Fast Zwei Drittel geben der Hamburger Politik die Schulnote 5 oder 6. Die häufigsten Kritikpunkte sind dabei die zunehmende Eventisierung des Stadtteils durch Großveranstaltungen und Touristen und die durch steigende Mieten verursachte Gentrifizierung. Auch die aus Sicht der Befragten zu geringe Beteiligung der BürgerInnen bei der Entwicklung des Stadtteils wird immer wieder genannt.
Der Zusammenhalt ist stark
Trotz der zahlreichen Kritik zeigt die Umfrage auch, dass nicht alle Entwicklungen auf St. Pauli als schlecht wahrgenommen werden. Besonders der Zusammenhalt innerhalb des Stadtteils und das Engagement der AnwohnerInnen in verschiedenen Projekten und Initiativen werden positiv angesehen. Auch die kulturellen Angebote gefallen den Befragten. Überraschenderweise wird auch der Zuzug neuer Läden und Geschäfte sowie eine verbesserte Nahversorgung nicht grundsätzlich als schlecht beurteilt. Auch der Sanierungsprozess im Stadtteil wird besonders von älteren BewohnerInnen als positiv wahrgenommen. Als besonders gutes Beispiel für Projekte der BewohnerInnen des Stadtteils wird Park Fiction genannt.
St. Pauli will Vielfalt
Auch die Wünsche der St. PaulianerInnen wurden im Rahmen der Befragung erfasst. Viele TeilnehmerInnen nannten dabei ein vielfältiges St. Pauli mit dem Schlagwort „St. Pauli für ALLE“ als ihren größten Wunsch. Insbesondere bezahlbare Mieten zählen dabei zu den wichtigsten Voraussetzungen und werden von den UmfrageteilnehmerInnen immer wieder angegeben. Auch der Wunsch nach mehr Beteiligung an Entscheidungen, die den Stadtteil betreffen, kommt immer wieder zur Sprache.
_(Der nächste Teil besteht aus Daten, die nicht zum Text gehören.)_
//! Error types for the tools crate.

use thiserror::Error;

/// Result type alias using the tool error type.
pub type Result<T> = std::result::Result<T, ToolError>;

/// Error type for tool lookup and execution.
#[derive(Debug, Error)]
pub enum ToolError {
    /// No tool registered under this name.
    #[error("tool not found: {0}")]
    NotFound(String),

    /// A tool with this name is already registered.
    #[error("tool already registered: {0}")]
    Duplicate(String),

    /// A handler failed.
    #[error("tool '{tool_name}' failed: {message}")]
    Execution {
        /// Name of the failing tool.
        tool_name: String,
        /// Failure detail.
        message: String,
    },

    /// The backing MCP server failed.
    #[error(transparent)]
    Mcp(#[from] kestrel_mcp::McpError),

    /// The backing sandbox failed.
    #[error(transparent)]
    Sandbox(#[from] kestrel_sandbox::SandboxError),
}

impl ToolError {
    /// Create an execution error.
    pub fn execution(tool_name: impl Into<String>, message: impl Into<String>) -> Self {
        Self::Execution {
            tool_name: tool_name.into(),
            message: message.into(),
        }
    }
}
Genau an dieser Stelle will die Stadtteilversammlung auch zukünftig ansetzen: Mit weiteren Veranstaltungen, Aktionen und Workshops soll das Thema „St. Pauli selber machen“ weiter diskutiert werden. Die vorgestellte Umfrage soll dabei als Grundlage für die zukünftige Gestaltung des Stadtteils durch die BewohnerInnen dienen. Auf den weiterhin geplanten Stadtteilversammlungen werde daher auch besonders die Themen Gentrifizierung, Eventisierung und Beteiligung immer wieder zur Sprache kommen. Das Ziel der Initiative wird von einem Teilnehmer der Umfrage treffend zusammengefasst: „St. Pauli soll ein Wohnviertel bleiben, und zwar weiterhin eins, das tolerant gegenüber vielfältigen Lebenskonzepten ist – vor allem gegenüber denen, die nicht viel Geld haben. Das macht für mich das Viertel aus.“
Grafiken: St. Pauli selber machen
Foto: http://fotos.nocke.de/ | Als sie noch bewohnbar waren, im Mai 2011: Die ESSO Hochhäuser neben dem Spielbudenplatz, St. Pauli, Hamburg.
Marcel
23. September 2014 at 12:09
Obwohl die Umfrage an alle St. Pauliner*innen ging haben nur 3% (800 Leute) an der selbigen teilgenommen. Das ist kaum representativ! Daraus abzuleiten, dass der Gro der Stadteilbewohner mit ihrem Stadtteil unzufrieden ist, ist fragwürdig. Auch die Behauptung, des Veranstalters „jede/r zweite Ahnwoner*in lebe seit mehr als 10 Jahren im Stadteil” ist so nicht richtig, weil diese Angabe nur auf der Grundlage der 800 Befragten zu Stande kommt. Wie lange die restlichen 97% der St. Pauliner*innen in ihrem Stadtteil leben und ob sie mit ihrem zufrieden sind ergibt sich weder aus dem Bericht noch war dies auf der Stadtteilversammlung bekannt geworden. Insgesamt finde ich das Konzept der Stadtteilversamlung und der damit verbundenen Bürgerbeteiligung sehr gut. Für aussagefähige Ergebnisse müssten aber viel mehr Stadtteilbewohner*innen daran teilnehmen. Eine Minderheit wird auch bei politischen Entscheidungen kaum ins Gewicht fallen!
Jahrzehnte St.Pauli
1. Oktober 2014 at 18:56
Diese Umfrage ist genau so ein Witz, wie die wegen der dämlichen Seilbahn. Erst hieß es, die Einwohner von St. Pauli wollen sie, um nach dem Bürgerentscheid krachend das Gegenteil zu bekommen, ha, ha!